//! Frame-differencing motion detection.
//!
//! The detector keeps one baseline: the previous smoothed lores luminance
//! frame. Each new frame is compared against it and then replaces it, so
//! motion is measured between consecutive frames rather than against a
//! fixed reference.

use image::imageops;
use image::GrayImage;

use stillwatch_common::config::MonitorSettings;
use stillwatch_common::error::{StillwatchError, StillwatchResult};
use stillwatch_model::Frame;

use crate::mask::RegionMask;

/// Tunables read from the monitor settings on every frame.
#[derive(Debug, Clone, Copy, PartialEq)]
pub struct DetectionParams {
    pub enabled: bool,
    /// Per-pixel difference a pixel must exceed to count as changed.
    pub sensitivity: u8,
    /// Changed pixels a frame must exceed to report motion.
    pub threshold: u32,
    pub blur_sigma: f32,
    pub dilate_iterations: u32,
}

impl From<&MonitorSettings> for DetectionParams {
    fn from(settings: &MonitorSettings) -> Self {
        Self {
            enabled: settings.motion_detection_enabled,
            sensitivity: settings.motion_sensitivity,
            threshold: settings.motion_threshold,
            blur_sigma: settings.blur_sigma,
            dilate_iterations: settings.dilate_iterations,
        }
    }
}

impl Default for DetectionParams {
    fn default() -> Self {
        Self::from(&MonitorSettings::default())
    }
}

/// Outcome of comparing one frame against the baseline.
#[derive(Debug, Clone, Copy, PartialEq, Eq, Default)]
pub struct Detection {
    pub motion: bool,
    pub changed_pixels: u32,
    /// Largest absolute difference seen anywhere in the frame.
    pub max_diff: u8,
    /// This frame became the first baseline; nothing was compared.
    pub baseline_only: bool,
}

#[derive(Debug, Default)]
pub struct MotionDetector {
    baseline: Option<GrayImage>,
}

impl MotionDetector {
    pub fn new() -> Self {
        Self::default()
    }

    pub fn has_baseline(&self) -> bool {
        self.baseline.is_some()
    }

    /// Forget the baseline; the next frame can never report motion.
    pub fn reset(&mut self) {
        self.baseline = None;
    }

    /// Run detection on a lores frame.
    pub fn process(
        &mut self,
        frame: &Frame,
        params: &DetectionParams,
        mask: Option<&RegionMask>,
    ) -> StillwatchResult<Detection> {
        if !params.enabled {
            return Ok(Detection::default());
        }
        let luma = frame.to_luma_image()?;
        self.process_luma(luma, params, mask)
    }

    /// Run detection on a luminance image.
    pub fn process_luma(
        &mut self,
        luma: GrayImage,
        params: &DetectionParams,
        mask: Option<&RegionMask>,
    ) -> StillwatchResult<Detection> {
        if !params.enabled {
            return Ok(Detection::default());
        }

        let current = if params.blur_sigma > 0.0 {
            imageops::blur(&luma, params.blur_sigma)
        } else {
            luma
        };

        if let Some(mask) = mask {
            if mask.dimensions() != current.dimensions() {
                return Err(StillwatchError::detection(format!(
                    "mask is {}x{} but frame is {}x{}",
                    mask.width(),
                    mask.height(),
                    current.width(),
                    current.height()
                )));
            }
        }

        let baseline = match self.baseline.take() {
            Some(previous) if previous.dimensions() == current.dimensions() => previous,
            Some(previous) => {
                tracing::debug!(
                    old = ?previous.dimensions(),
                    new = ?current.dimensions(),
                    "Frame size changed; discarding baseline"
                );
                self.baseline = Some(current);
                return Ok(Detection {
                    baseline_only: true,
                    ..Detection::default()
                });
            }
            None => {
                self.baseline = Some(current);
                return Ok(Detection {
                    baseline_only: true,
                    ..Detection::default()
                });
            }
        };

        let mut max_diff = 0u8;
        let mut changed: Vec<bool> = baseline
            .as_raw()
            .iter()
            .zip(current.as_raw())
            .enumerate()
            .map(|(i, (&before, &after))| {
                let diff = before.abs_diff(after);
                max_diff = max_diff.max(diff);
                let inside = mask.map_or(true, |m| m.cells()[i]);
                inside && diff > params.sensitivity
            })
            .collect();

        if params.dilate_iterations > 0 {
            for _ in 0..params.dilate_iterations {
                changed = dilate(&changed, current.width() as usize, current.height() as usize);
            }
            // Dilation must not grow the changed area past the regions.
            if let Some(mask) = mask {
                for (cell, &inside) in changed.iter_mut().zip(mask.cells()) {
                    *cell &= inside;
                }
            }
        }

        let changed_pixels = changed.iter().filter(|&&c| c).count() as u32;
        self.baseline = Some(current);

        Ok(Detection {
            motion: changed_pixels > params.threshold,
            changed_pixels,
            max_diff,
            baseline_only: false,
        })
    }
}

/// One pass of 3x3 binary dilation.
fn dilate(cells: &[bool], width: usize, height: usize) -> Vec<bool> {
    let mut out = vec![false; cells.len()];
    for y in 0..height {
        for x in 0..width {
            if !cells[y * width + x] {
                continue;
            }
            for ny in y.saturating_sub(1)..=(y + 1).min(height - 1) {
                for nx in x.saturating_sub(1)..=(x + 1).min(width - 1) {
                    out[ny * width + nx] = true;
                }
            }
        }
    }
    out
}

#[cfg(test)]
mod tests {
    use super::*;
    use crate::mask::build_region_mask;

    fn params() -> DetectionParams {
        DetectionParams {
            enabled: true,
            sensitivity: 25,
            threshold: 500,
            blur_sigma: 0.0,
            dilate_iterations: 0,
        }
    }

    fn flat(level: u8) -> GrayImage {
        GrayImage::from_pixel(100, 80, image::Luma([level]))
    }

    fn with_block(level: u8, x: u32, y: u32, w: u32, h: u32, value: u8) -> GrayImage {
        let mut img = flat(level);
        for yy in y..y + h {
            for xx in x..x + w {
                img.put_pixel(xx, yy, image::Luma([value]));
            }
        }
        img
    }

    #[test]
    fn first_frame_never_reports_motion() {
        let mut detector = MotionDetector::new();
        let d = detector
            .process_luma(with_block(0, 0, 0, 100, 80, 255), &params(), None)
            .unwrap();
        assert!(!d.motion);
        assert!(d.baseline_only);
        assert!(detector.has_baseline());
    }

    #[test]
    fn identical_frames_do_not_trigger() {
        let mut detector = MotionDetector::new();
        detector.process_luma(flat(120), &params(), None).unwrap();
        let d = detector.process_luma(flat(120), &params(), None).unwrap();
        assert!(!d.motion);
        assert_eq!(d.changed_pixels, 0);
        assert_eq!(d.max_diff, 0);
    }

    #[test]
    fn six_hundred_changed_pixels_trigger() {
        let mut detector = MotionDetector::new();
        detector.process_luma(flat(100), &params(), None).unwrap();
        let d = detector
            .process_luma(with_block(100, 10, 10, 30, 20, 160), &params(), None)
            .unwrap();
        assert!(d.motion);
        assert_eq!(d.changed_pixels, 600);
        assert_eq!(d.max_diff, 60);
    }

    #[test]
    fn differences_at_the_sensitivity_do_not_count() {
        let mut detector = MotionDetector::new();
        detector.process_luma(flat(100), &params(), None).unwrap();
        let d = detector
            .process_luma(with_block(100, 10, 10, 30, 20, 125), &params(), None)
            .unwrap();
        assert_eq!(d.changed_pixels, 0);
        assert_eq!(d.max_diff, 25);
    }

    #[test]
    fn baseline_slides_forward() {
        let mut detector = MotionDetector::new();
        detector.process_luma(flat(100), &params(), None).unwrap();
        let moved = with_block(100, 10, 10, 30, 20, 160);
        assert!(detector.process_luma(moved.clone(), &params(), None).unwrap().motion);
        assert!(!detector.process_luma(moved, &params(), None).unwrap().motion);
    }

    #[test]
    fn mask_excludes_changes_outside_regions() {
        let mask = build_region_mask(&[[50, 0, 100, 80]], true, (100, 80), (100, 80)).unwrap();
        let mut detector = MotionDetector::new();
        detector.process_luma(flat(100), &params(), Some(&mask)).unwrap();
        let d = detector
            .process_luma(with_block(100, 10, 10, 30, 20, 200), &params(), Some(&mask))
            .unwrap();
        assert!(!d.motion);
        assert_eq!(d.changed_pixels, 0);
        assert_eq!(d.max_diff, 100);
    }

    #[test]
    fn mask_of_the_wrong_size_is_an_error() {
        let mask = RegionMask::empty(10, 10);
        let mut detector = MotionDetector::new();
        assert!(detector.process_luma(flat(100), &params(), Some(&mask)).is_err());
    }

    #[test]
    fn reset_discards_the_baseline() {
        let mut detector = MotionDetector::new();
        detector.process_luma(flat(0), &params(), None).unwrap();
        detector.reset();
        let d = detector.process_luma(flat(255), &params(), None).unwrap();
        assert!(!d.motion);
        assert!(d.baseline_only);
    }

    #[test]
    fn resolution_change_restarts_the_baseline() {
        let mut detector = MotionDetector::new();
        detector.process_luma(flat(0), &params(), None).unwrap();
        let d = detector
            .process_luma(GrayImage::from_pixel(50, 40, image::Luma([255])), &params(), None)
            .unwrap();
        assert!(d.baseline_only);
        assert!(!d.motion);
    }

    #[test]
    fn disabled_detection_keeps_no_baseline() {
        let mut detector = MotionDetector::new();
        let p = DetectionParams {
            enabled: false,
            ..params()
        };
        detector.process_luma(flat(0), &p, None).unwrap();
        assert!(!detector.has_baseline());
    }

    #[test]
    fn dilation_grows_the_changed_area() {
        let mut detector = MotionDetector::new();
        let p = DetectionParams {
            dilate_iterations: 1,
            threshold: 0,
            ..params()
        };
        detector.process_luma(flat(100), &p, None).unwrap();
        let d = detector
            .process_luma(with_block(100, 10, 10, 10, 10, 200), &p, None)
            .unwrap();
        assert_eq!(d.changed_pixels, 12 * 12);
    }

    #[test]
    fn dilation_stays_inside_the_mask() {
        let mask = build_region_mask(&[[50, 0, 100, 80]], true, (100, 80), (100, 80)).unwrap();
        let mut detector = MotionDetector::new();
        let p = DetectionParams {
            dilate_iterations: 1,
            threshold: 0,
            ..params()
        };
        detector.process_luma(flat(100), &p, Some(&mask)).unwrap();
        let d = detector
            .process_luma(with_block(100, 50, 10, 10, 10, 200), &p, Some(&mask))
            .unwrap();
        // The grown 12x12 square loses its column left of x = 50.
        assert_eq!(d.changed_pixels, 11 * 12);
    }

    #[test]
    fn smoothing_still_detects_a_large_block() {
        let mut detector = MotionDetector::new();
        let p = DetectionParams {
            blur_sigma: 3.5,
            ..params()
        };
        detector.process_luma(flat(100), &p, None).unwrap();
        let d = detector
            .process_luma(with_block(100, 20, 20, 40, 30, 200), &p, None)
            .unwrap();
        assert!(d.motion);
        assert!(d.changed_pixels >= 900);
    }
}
□ □ □ □ □
Your assignment: Your answer should be a number alone, please: the count of lines in the listing where the word "threshold" appears.

Problem solution: 6